From the entries below, tally how many lines contain "impl" and report only that figure.

■ **Exercise inputs**:
================

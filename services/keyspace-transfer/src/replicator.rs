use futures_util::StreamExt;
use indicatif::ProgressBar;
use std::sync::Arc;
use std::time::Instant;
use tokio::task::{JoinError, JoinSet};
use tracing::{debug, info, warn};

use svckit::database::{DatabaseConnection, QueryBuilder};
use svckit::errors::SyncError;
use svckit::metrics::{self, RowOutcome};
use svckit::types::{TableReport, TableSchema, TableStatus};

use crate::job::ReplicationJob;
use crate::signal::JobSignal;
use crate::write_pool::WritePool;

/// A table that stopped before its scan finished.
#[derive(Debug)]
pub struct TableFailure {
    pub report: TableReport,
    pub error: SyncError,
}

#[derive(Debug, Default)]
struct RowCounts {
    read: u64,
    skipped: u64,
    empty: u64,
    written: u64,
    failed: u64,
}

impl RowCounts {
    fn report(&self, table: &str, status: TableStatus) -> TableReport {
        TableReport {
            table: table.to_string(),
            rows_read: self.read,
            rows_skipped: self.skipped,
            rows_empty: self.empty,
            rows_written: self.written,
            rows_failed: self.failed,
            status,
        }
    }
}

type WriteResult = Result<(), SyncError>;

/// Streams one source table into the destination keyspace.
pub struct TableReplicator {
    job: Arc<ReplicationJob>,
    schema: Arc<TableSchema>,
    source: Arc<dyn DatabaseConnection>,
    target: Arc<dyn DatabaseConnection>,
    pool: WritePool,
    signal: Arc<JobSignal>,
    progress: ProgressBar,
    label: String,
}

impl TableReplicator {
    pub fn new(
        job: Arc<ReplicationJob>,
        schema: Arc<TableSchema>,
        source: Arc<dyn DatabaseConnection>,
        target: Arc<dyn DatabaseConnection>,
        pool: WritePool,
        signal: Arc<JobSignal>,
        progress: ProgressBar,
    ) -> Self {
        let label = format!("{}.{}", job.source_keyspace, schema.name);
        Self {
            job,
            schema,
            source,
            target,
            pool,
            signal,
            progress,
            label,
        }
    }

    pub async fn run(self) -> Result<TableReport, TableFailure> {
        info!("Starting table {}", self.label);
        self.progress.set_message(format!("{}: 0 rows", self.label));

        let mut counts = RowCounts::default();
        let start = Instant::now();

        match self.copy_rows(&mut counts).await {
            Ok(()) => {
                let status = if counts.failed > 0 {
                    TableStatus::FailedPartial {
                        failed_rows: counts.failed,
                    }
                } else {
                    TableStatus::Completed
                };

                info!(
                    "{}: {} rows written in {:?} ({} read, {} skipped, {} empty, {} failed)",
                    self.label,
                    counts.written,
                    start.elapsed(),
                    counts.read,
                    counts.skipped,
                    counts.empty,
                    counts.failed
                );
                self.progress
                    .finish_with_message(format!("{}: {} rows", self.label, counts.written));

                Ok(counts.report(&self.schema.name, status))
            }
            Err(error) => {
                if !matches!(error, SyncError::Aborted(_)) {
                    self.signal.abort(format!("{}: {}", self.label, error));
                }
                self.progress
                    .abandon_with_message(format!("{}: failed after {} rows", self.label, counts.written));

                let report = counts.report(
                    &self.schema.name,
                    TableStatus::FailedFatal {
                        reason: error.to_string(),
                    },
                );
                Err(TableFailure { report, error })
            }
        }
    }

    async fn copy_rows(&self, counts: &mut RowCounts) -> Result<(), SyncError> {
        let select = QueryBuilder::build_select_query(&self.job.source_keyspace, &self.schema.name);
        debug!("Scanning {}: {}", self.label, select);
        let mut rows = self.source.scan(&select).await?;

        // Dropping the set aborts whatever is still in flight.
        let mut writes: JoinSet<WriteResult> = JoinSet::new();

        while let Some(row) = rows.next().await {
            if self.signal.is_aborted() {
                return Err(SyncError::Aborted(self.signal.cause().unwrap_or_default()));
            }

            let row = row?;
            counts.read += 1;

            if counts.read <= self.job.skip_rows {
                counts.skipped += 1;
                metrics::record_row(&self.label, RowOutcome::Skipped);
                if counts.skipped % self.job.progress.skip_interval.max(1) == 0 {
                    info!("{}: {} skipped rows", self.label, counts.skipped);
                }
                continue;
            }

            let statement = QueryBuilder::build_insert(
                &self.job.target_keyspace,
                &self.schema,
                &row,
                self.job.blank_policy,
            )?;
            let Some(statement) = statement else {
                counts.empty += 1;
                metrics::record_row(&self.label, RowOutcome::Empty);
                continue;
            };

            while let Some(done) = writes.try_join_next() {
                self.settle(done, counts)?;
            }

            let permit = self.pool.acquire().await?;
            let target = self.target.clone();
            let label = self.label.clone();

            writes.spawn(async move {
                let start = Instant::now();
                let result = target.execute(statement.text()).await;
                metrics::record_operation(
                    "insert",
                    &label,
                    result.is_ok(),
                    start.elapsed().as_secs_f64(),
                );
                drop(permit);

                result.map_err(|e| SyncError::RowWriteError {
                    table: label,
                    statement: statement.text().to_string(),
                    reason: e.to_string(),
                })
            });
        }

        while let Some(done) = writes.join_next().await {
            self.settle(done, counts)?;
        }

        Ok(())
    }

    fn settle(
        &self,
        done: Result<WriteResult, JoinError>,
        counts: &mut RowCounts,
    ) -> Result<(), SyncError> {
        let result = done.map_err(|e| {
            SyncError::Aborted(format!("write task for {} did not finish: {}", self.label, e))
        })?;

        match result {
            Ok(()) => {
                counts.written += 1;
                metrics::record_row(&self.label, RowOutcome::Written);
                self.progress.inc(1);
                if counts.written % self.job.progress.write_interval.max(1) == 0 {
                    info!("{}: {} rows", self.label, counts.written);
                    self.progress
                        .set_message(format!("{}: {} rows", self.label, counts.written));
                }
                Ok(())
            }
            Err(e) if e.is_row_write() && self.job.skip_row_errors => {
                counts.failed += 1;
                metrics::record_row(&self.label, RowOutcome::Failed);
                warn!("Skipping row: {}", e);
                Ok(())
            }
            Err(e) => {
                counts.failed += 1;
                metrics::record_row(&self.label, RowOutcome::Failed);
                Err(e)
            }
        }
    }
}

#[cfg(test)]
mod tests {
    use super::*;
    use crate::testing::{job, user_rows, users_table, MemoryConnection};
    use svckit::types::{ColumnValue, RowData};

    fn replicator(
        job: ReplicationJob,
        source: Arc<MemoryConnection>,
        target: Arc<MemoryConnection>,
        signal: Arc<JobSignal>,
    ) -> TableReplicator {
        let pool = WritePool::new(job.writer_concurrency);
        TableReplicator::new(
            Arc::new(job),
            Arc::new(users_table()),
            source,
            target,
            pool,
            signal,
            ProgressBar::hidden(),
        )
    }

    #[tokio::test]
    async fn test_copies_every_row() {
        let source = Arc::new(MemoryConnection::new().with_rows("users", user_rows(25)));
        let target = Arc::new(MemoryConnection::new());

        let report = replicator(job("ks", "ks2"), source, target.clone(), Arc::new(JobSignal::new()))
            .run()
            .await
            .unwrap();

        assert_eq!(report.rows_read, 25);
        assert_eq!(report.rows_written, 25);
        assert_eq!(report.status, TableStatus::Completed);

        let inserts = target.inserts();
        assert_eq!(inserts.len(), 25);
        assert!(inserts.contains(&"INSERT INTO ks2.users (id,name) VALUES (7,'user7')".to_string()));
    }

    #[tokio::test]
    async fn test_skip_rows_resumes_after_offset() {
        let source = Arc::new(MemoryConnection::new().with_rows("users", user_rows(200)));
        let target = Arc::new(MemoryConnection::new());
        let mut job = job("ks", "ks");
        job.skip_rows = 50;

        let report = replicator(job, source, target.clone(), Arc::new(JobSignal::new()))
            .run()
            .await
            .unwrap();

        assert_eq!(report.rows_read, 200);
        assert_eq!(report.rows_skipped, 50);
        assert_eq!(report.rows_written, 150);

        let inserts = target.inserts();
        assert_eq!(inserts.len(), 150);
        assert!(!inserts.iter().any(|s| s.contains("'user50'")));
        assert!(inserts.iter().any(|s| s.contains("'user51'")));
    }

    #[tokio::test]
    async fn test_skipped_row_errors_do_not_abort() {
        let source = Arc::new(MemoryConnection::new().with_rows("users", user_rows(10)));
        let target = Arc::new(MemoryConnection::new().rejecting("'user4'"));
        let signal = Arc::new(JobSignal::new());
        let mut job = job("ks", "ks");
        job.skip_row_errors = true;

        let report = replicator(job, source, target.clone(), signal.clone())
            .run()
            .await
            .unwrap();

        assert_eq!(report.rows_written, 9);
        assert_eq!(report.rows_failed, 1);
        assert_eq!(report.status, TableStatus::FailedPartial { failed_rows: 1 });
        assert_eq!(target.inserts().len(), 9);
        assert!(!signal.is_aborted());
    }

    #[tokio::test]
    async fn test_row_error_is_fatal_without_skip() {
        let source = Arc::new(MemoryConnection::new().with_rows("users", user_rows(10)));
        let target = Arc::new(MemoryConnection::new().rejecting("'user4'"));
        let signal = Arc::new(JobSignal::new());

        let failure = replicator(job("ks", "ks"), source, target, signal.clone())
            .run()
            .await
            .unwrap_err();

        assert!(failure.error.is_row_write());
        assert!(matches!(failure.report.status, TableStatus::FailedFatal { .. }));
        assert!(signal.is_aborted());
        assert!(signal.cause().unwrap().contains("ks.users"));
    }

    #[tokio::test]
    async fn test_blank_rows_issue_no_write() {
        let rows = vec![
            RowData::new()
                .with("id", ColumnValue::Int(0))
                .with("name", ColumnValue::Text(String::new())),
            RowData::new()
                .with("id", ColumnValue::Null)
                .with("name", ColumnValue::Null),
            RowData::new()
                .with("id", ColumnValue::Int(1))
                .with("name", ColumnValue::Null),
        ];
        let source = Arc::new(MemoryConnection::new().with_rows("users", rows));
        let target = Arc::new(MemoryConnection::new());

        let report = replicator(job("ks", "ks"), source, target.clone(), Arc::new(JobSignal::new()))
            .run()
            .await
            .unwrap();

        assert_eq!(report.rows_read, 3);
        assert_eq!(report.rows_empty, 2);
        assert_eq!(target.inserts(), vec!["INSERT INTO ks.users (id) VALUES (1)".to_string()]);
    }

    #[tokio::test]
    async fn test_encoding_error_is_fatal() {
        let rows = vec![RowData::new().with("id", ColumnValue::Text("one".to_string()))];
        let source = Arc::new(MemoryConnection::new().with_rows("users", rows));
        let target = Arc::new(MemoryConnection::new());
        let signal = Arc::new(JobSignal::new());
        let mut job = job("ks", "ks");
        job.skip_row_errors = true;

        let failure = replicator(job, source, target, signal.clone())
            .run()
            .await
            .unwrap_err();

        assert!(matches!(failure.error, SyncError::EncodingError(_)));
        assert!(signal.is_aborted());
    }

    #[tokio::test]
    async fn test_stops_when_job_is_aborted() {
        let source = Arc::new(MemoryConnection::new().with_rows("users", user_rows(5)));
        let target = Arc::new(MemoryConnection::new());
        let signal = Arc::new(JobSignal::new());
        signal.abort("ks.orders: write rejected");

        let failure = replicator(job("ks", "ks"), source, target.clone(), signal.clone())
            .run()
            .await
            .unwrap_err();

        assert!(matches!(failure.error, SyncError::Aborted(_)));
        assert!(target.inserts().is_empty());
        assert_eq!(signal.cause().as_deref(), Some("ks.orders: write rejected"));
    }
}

================

■ **Result of this task**:
2